I have Fuji Absolute 1.9D road bike. Is the seat post on this bike fitted with ashock absorber? I don't think so. If not, would it be worth replacing the original seat post with shock absorbing one?

Thank you

  • 3
    I got a shock-absorbing post some years back and I find that it's quite helpful. But it may not be for everyone, as it makes the seat a bit "squishy". May 15 '16 at 18:55

Your bike probably does not have a suspension seat post.

They are great for smoothing out small bumps on rough roads, and help with people whose anatomy is not 'cycle hardened'. For less fit riders, you do not need to unload the seat by standing for small bumps, so can make a ride less tiring. They also help soften the blow where you misjudge a bump and its bigger than expected.

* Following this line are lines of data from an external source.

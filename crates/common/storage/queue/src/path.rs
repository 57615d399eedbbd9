// Copyright 2025 Crrow
//
// Licensed under the Apache License, Version 2.0 (the "License");
// you may not use this file except in compliance with the License.
// You may obtain a copy of the License at
//
//      http://www.apache.org/licenses/LICENSE-2.0
//
// Unless required by applicable law or agreed to in writing, software
// distributed under the License is distributed on an "AS IS" BASIS,
// WITHOUT WARRANTIES OR CONDITIONS OF ANY KIND, either express or implied.
// See the License for the specific language governing permissions and
// limitations under the License.

//! On-disk layout of a queue manager working directory.
//!
//! ```text
//! <working_directory>/
//! ├── queuestore/
//! │   └── <escaped-queue-name>/
//! │       ├── queue-file-1
//! │       ├── queue-file-2
//! │       └── queue-control-data
//! ├── queue-tx-log/tx.log
//! └── queue-xa-tx-log/tx.log
//! ```

use std::{
    fmt::Write,
    path::{Path, PathBuf},
};

use snafu::ensure;

use crate::{Result, control_file::FileRef, error::InvalidQueueNameSnafu};

pub const QUEUE_STORE_DIR: &str = "queuestore";
pub const LOCAL_JOURNAL_DIR: &str = "queue-tx-log";
pub const XA_JOURNAL_DIR: &str = "queue-xa-tx-log";
pub const JOURNAL_FILE_NAME: &str = "tx.log";
pub const CONTROL_FILE_NAME: &str = "queue-control-data";
pub const REWRITE_FILE_NAME: &str = "queue-file-rewrite";

/// Escapes a queue name into a single safe path component.
///
/// Every byte outside `[A-Za-z0-9._-]` becomes `%XX`, `%` included, so two
/// distinct names never map to the same directory. The special components
/// `.` and `..` are escaped entirely.
pub fn escape_queue_name(name: &str) -> String {
    if name == "." || name == ".." {
        return name.bytes().fold(String::new(), |mut out, b| {
            let _ = write!(out, "%{b:02X}");
            out
        });
    }
    let mut escaped = String::with_capacity(name.len());
    for b in name.bytes() {
        if b.is_ascii_alphanumeric() || matches!(b, b'.' | b'_' | b'-') {
            escaped.push(char::from(b));
        } else {
            let _ = write!(escaped, "%{b:02X}");
        }
    }
    escaped
}

/// Rejects names that cannot identify a queue.
pub fn validate_queue_name(name: &str) -> Result<()> {
    ensure!(
        !name.is_empty(),
        InvalidQueueNameSnafu {
            name,
            reason: "name must not be empty",
        }
    );
    ensure!(
        name.len() <= usize::from(u16::MAX),
        InvalidQueueNameSnafu {
            name,
            reason: "name must fit in 65535 bytes",
        }
    );
    Ok(())
}

/// Directory holding all persistent queue stores.
pub fn queue_store_root<P: AsRef<Path>>(base: P) -> PathBuf { base.as_ref().join(QUEUE_STORE_DIR) }

/// Returns the directory of one queue: `base/queuestore/<escaped-name>`.
pub fn queue_dir<P: AsRef<Path>>(base: P, name: &str) -> PathBuf {
    queue_store_root(base).join(escape_queue_name(name))
}

/// Returns the path of a record file inside a queue directory.
pub fn record_file_path<P: AsRef<Path>>(queue_dir: P, file: FileRef) -> PathBuf {
    queue_dir.as_ref().join(file.file_name())
}

/// Returns the path of the control file inside a queue directory.
pub fn control_file_path<P: AsRef<Path>>(queue_dir: P) -> PathBuf {
    queue_dir.as_ref().join(CONTROL_FILE_NAME)
}

/// Returns the scratch file used while rewriting a record file.
pub fn rewrite_file_path<P: AsRef<Path>>(queue_dir: P) -> PathBuf {
    queue_dir.as_ref().join(REWRITE_FILE_NAME)
}

/// Returns the local transaction journal path: `base/queue-tx-log/tx.log`.
pub fn local_journal_path<P: AsRef<Path>>(base: P) -> PathBuf {
    base.as_ref().join(LOCAL_JOURNAL_DIR).join(JOURNAL_FILE_NAME)
}

/// Returns the XA transaction journal path: `base/queue-xa-tx-log/tx.log`.
pub fn xa_journal_path<P: AsRef<Path>>(base: P) -> PathBuf {
    base.as_ref().join(XA_JOURNAL_DIR).join(JOURNAL_FILE_NAME)
}

#[cfg(test)]
mod tests {
    use test_case::test_case;

    use super::*;

    #[test_case("orders", "orders" ; "plain name")]
    #[test_case("a/b", "a%2Fb" ; "slash")]
    #[test_case("a\\b", "a%5Cb" ; "backslash")]
    #[test_case("vm://in queue", "vm%3A%2F%2Fin%20queue" ; "uri with space")]
    #[test_case("q(1)*?", "q%281%29%2A%3F" ; "parens and wildcards")]
    #[test_case("<a|b>\"", "%3Ca%7Cb%3E%22" ; "angle brackets pipe quote")]
    #[test_case("already%2F", "already%252F" ; "percent is escaped")]
    #[test_case("..", "%2E%2E" ; "parent dir")]
    #[test_case("é", "%C3%A9" ; "utf8 bytes")]
    fn test_escape_queue_name(name: &str, expected: &str) {
        assert_eq!(escape_queue_name(name), expected);
    }

    #[test]
    fn test_escaping_is_injective() {
        let names = ["a/b", "a%2Fb", "a b", "a_b", "a:b", "a%3Ab", ".", "%2E"];
        let mut escaped: Vec<_> = names.iter().map(|n| escape_queue_name(n)).collect();
        escaped.sort();
        escaped.dedup();
        assert_eq!(escaped.len(), names.len());
    }

    #[test]
    fn test_escaped_name_is_single_component() {
        let dir = queue_dir("/base", "../../etc/passwd");
        assert_eq!(dir.parent(), Some(Path::new("/base/queuestore")));
    }

    #[test]
    fn test_validate_queue_name() {
        assert!(validate_queue_name("q").is_ok());
        assert!(validate_queue_name("").is_err());
    }

    #[test]
    fn test_full_paths() {
        let dir = queue_dir("/work", "in");
        assert_eq!(dir, PathBuf::from("/work/queuestore/in"));
        assert_eq!(
            record_file_path(&dir, FileRef::First),
            PathBuf::from("/work/queuestore/in/queue-file-1")
        );
        assert_eq!(
            record_file_path(&dir, FileRef::Second),
            PathBuf::from("/work/queuestore/in/queue-file-2")
        );
        assert_eq!(
            control_file_path(&dir),
            PathBuf::from("/work/queuestore/in/queue-control-data")
        );
        assert_eq!(local_journal_path("/work"), PathBuf::from("/work/queue-tx-log/tx.log"));
        assert_eq!(xa_journal_path("/work"), PathBuf::from("/work/queue-xa-tx-log/tx.log"));
    }
}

However, they also loose some pedalling efficiency due to the changing length of the seat-pedals, so few serious cyclists use them.

Most people love or hate them, not much middle ground. People who love them are usually casual cyclists. I have used one on a MTB hardtail, but ride often enough it makes little difference to me. My wife currently does because she rides rarely, and it helps smooth out the bumps on the hard packed MTB trails she rides.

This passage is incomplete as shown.